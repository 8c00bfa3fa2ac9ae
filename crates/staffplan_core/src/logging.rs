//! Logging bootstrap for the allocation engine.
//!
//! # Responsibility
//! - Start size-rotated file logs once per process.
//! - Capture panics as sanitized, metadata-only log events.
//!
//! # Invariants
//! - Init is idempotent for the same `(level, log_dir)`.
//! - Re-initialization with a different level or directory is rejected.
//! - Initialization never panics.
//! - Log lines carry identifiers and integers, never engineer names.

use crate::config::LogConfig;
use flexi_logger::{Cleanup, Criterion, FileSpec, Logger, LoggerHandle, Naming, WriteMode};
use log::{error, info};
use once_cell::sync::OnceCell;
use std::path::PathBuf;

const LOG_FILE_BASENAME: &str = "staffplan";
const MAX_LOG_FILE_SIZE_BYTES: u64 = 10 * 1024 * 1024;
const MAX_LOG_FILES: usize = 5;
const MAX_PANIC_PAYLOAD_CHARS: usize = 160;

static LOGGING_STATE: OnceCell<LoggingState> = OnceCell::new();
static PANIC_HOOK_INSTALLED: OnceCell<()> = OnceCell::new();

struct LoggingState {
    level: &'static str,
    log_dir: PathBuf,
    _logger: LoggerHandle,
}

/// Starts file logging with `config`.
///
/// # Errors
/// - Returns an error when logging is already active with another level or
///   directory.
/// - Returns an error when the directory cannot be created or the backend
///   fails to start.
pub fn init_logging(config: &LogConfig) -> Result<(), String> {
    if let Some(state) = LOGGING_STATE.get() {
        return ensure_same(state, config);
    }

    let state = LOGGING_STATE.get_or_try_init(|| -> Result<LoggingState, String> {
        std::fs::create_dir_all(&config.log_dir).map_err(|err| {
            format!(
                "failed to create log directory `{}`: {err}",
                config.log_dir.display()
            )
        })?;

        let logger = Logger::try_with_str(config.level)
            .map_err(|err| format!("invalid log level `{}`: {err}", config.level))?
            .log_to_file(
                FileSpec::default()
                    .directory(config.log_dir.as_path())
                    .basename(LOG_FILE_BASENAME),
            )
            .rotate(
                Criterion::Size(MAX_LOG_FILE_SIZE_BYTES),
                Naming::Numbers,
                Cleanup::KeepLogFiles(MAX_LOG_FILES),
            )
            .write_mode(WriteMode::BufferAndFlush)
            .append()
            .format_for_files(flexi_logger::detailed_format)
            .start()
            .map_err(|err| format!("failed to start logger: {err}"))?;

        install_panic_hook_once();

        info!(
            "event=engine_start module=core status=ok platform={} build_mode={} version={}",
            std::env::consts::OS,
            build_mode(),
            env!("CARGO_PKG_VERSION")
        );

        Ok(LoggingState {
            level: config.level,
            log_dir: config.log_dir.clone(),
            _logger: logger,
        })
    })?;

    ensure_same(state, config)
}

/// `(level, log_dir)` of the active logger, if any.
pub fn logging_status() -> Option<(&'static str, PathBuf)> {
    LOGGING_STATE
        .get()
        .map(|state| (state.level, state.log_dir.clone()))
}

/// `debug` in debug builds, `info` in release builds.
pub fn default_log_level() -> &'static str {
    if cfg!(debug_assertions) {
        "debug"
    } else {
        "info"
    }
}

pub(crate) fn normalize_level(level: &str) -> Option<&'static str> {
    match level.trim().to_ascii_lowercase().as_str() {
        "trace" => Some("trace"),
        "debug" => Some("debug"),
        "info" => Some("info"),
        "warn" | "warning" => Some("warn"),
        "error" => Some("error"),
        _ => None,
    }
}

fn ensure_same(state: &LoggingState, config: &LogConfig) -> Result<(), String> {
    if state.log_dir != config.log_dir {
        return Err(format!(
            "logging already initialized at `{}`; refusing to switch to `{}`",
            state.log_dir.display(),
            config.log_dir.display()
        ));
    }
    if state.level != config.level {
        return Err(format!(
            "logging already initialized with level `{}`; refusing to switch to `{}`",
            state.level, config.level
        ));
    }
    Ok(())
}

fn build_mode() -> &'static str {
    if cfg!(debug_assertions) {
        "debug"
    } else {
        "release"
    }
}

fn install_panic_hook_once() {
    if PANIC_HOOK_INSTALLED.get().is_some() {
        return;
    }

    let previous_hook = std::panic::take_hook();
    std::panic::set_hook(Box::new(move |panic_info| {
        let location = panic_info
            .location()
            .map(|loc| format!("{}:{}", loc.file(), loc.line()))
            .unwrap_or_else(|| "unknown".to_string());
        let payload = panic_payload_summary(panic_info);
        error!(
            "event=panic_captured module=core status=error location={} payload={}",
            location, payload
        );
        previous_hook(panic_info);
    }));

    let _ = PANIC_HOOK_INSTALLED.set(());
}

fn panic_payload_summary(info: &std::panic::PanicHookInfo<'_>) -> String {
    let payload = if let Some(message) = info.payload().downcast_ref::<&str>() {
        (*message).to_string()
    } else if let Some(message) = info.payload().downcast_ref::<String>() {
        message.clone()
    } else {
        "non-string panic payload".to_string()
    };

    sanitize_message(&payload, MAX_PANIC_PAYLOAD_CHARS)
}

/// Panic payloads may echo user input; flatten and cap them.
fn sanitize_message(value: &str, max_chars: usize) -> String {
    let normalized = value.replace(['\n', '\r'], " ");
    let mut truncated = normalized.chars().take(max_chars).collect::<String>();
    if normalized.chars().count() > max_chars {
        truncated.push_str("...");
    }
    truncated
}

──────────

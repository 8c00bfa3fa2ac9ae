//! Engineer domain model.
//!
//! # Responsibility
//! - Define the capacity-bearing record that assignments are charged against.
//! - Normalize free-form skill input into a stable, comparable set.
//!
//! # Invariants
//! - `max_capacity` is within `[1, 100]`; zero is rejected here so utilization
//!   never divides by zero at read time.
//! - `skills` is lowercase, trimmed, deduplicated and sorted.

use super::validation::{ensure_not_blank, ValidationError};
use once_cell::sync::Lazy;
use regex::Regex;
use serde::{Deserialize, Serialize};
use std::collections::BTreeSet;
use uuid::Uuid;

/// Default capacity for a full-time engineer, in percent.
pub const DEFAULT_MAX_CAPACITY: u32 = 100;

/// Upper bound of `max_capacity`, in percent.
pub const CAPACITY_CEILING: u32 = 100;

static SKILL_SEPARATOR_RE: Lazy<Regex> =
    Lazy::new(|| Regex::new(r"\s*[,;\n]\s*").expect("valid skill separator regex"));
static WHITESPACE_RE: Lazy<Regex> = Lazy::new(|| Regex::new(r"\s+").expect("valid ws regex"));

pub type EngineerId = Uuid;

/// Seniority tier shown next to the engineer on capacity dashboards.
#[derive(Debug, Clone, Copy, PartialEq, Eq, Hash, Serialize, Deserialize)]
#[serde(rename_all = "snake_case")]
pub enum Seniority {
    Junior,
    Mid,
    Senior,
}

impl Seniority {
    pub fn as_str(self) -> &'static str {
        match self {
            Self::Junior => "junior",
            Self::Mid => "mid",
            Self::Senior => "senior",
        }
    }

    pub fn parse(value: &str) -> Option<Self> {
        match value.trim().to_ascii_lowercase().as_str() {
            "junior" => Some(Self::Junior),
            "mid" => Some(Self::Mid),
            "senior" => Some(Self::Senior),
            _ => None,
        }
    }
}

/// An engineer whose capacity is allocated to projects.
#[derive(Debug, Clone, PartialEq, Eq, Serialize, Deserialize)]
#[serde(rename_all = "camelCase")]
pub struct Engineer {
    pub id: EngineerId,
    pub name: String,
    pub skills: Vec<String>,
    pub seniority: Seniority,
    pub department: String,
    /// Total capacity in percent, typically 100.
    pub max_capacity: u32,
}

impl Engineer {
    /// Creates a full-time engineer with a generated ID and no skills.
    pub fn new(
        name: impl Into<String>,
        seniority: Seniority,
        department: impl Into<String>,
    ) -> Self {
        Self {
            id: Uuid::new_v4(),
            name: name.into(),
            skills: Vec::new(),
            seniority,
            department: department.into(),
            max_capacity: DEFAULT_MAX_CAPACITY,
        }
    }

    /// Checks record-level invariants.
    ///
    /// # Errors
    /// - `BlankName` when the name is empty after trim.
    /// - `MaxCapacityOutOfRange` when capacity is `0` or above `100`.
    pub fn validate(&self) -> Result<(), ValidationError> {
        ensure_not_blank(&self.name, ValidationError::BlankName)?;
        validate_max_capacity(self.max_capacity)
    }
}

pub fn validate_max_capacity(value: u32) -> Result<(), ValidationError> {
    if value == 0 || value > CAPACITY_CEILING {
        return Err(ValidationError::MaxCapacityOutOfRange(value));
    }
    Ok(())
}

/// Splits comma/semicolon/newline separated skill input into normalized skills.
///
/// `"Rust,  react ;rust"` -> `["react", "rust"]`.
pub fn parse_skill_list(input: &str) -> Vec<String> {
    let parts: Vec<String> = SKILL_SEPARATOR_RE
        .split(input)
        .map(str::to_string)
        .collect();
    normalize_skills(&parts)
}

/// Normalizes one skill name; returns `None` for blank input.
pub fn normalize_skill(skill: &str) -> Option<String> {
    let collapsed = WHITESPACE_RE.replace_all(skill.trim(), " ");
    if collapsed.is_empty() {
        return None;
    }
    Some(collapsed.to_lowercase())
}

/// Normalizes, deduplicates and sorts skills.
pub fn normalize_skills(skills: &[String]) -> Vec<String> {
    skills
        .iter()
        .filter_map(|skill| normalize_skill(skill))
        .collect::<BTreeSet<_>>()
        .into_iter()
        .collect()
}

──────────

• _Problem to solve_: Find the word "refusing" in the entries, then copy out every line that has it.

• _Worked solution_:
            "logging already initialized at `{}`; refusing to switch to `{}`",
            "logging already initialized with level `{}`; refusing to switch to `{}`",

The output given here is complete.